After the lunch break, the bail application of Kilian, Modack, Cronje and Tabisher finally got underway after three months.
Prosecutor Lazarus said arguments would be based on affidavits of the three investigators who are part of the national task team investigating the assassination of Kinnear.
The first was that of Warrant Officer Trevor Shaw. His affidavit was used by the State to deny bail to Jantjies in the Parow Regional Court earlier this year.
Shaw’s affidavit tells of WhatsApp messages, Push-To-Talk messages and conversations between Modack, Jantjies and Adonis.
It also illustrates how Modack allegedly used Jantjies to draw Tabisher into this web.
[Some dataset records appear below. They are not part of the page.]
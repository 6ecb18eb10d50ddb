//! Configuration resolution.
//!
//! One deterministic, synchronous pass over the filesystem and the resolved
//! environment:
//!
//! ```text
//! resolve()
//!     │
//!     ├── manifest::resolve_theme()   → optional theme package (degrades)
//!     ├── entries::discover()         → entry map (fatal on unreadable tree)
//!     ├── pipeline::extend()          → stylesheet stages (+ theme last)
//!     ├── BundlerConfig::assemble()   → mode-independent sections
//!     └── apply_overrides()           → live-reload, mode branch, single page
//! ```

use crate::{
    cli::EmitFormat,
    config::{BundlerConfig, DevServerConfig, Devtool, PluginSpec, ResolveError},
    entries,
    env::BuildEnv,
    log, manifest, pipeline,
    paths::ProjectPaths,
};
use std::{fs, path::Path};

/// Produce the complete bundler configuration for a project.
///
/// The only fatal failure is an unreadable source tree; manifest anomalies
/// degrade to "no theme" inside [`manifest::resolve_theme`].
pub fn resolve(paths: &ProjectPaths, env: &BuildEnv) -> Result<BundlerConfig, ResolveError> {
    let theme = manifest::resolve_theme(&paths.manifest);
    if let Some(theme) = &theme {
        log!("theme"; "injecting {theme}/{} into every stylesheet", pipeline::THEME_VARIABLES);
    }

    let entry = entries::discover(paths)?;
    log!("entries"; "found {} pages", entry.len());

    let stages = pipeline::extend(pipeline::base_stages(), theme.as_deref());
    let mut config = BundlerConfig::assemble(paths, env, entry, stages);
    apply_overrides(&mut config, paths, env);

    Ok(config)
}

/// The three environment-driven overrides, evaluated unconditionally in
/// this fixed order.
fn apply_overrides(config: &mut BundlerConfig, paths: &ProjectPaths, env: &BuildEnv) {
    // 1. Live-reload: prefix every discovered entry with the reload client.
    if env.live_reload {
        entries::prefix_live_reload(&mut config.entry);
    }

    // 2. Mode branch: production optimizes stylesheet bundles; development
    //    gets a file server and inline source maps instead.
    if env.mode.is_dev() {
        config.dev_server = Some(DevServerConfig::default());
        config.devtool = Some(Devtool::InlineSourceMap);
    } else {
        config.plugins.push(PluginSpec::css_optimize());
    }

    // 3. Single-page override replaces the whole map last, after the
    //    live-reload prefix was applied, so the override entry never
    //    carries the reload client.
    if let Some(page) = &env.single_page {
        config.entry = entries::single_page_entry(page, &paths.source_name());
    }
}

/// Write or print the encoded configuration.
pub fn emit(
    config: &BundlerConfig,
    format: EmitFormat,
    pretty: bool,
    out: Option<&Path>,
) -> Result<(), ResolveError> {
    let encoded = match format {
        EmitFormat::Json => config.to_json_string(pretty)?,
        EmitFormat::Toml => config.to_toml_string()?,
    };

    match out {
        Some(path) => {
            fs::write(path, &encoded)
                .map_err(|err| ResolveError::Io(path.to_path_buf(), err))?;
            log!("resolve"; "wrote {}", path.display());
        }
        None => println!("{encoded}"),
    }

    Ok(())
}

// ============================================================================
// Tests
// ============================================================================
//! Build environment resolution.
//!
//! The three environment toggles are read once at startup into an immutable
//! [`BuildEnv`], then passed by value into resolution. Nothing else in the
//! crate touches process-wide environment state.
//!
//! | Variable      | Effect                                              |
//! |---------------|-----------------------------------------------------|
//! | `DEV`         | truthy -> development mode, otherwise production    |
//! | `LIVELOAD`    | truthy and not `"0"` -> inject live-reload client   |
//! | `SINGLE_PAGE` | set -> resolve only the named page                  |

use crate::cli::EnvArgs;
use serde::Serialize;
use std::env;

/// `DEV` selects between development and production behavior.
pub const ENV_DEV: &str = "DEV";
/// `LIVELOAD` prefixes every entry with the live-reload client.
pub const ENV_LIVELOAD: &str = "LIVELOAD";
/// `SINGLE_PAGE` replaces the entry map with one named page.
pub const ENV_SINGLE_PAGE: &str = "SINGLE_PAGE";

/// Build mode, fixed for the duration of a resolution.
///
/// Influences output optimization, source-map emission and whether a
/// dev-server section is attached to the emitted configuration.
#[derive(Debug, Clone, Copy, PartialEq, Eq, Default, Serialize)]
#[serde(rename_all = "lowercase")]
pub enum BuildMode {
    Development,
    #[default]
    Production,
}

impl BuildMode {
    /// `true` in development mode.
    pub const fn is_dev(self) -> bool {
        matches!(self, BuildMode::Development)
    }

    /// The mode string as the bundler expects it (`NODE_ENV` convention).
    pub const fn as_str(self) -> &'static str {
        match self {
            BuildMode::Development => "development",
            BuildMode::Production => "production",
        }
    }
}

/// Immutable snapshot of the environment toggles.
///
/// Resolved once (env vars first, CLI flags second) and passed by value into
/// [`crate::resolver::resolve`].
#[derive(Debug, Clone, Default, PartialEq, Eq)]
pub struct BuildEnv {
    /// Development or production build.
    pub mode: BuildMode,

    /// Prefix every discovered entry with the live-reload client module.
    pub live_reload: bool,

    /// Resolve exactly one page instead of the whole `pages` tree.
    pub single_page: Option<String>,
}

impl BuildEnv {
    /// Read the three toggles from the process environment.
    pub fn from_env() -> Self {
        Self::from_vars(
            env::var(ENV_DEV).ok().as_deref(),
            env::var(ENV_LIVELOAD).ok().as_deref(),
            env::var(ENV_SINGLE_PAGE).ok().as_deref(),
        )
    }

    /// Build from raw variable values. Pure; used by `from_env` and tests.
    ///
    /// Truthiness follows the original conventions: any non-empty `DEV`
    /// selects development mode, while `LIVELOAD` additionally treats the
    /// literal `"0"` as disabled.
    pub fn from_vars(dev: Option<&str>, liveload: Option<&str>, single_page: Option<&str>) -> Self {
        let mode = if dev.is_some_and(|v| !v.is_empty()) {
            BuildMode::Development
        } else {
            BuildMode::Production
        };

        let live_reload = liveload.is_some_and(|v| !v.is_empty() && v != "0");

        let single_page = single_page
            .filter(|v| !v.is_empty())
            .map(ToOwned::to_owned);

        Self {
            mode,
            live_reload,
            single_page,
        }
    }

    /// Apply CLI overrides on top of the environment values.
    ///
    /// A flag that was not given leaves the environment value untouched.
    pub fn update_with_cli(&mut self, args: &EnvArgs) {
        if let Some(dev) = args.dev {
            self.mode = if dev {
                BuildMode::Development
            } else {
                BuildMode::Production
            };
        }
        if let Some(liveload) = args.liveload {
            self.live_reload = liveload;
        }
        if let Some(page) = &args.single_page {
            self.single_page = Some(page.clone());
        }
    }
}

// ============================================================================
// Tests
// ============================================================================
Tabisher allegedly agreed to a payment of R10,000 to keep Modack informed of intended raids at his house.
“It is believed that Kinnear was shot dead due to his involvement in an investigation against well-known underworld figure Nafiz Modack. This investigation focused on extortion, fraud, corrupt activities with police officials, money laundering, the underworld security services and illegal firearm-related activities,” Shaw’s affidavit reads.
It further states: “It must also be mentioned that Tabisher knew Jantjies. I later established that they had a corrupt relationship. It is my submission that due to his relationship, he did not want to physically participate in the arrest and search of Jantjies.”
The proceedings in concluded with a recording of a meeting between Tabisher and Jantjies. Jantjies can be heard asking Tabisher if he could help with information on when the AGU would raid Modack’s house.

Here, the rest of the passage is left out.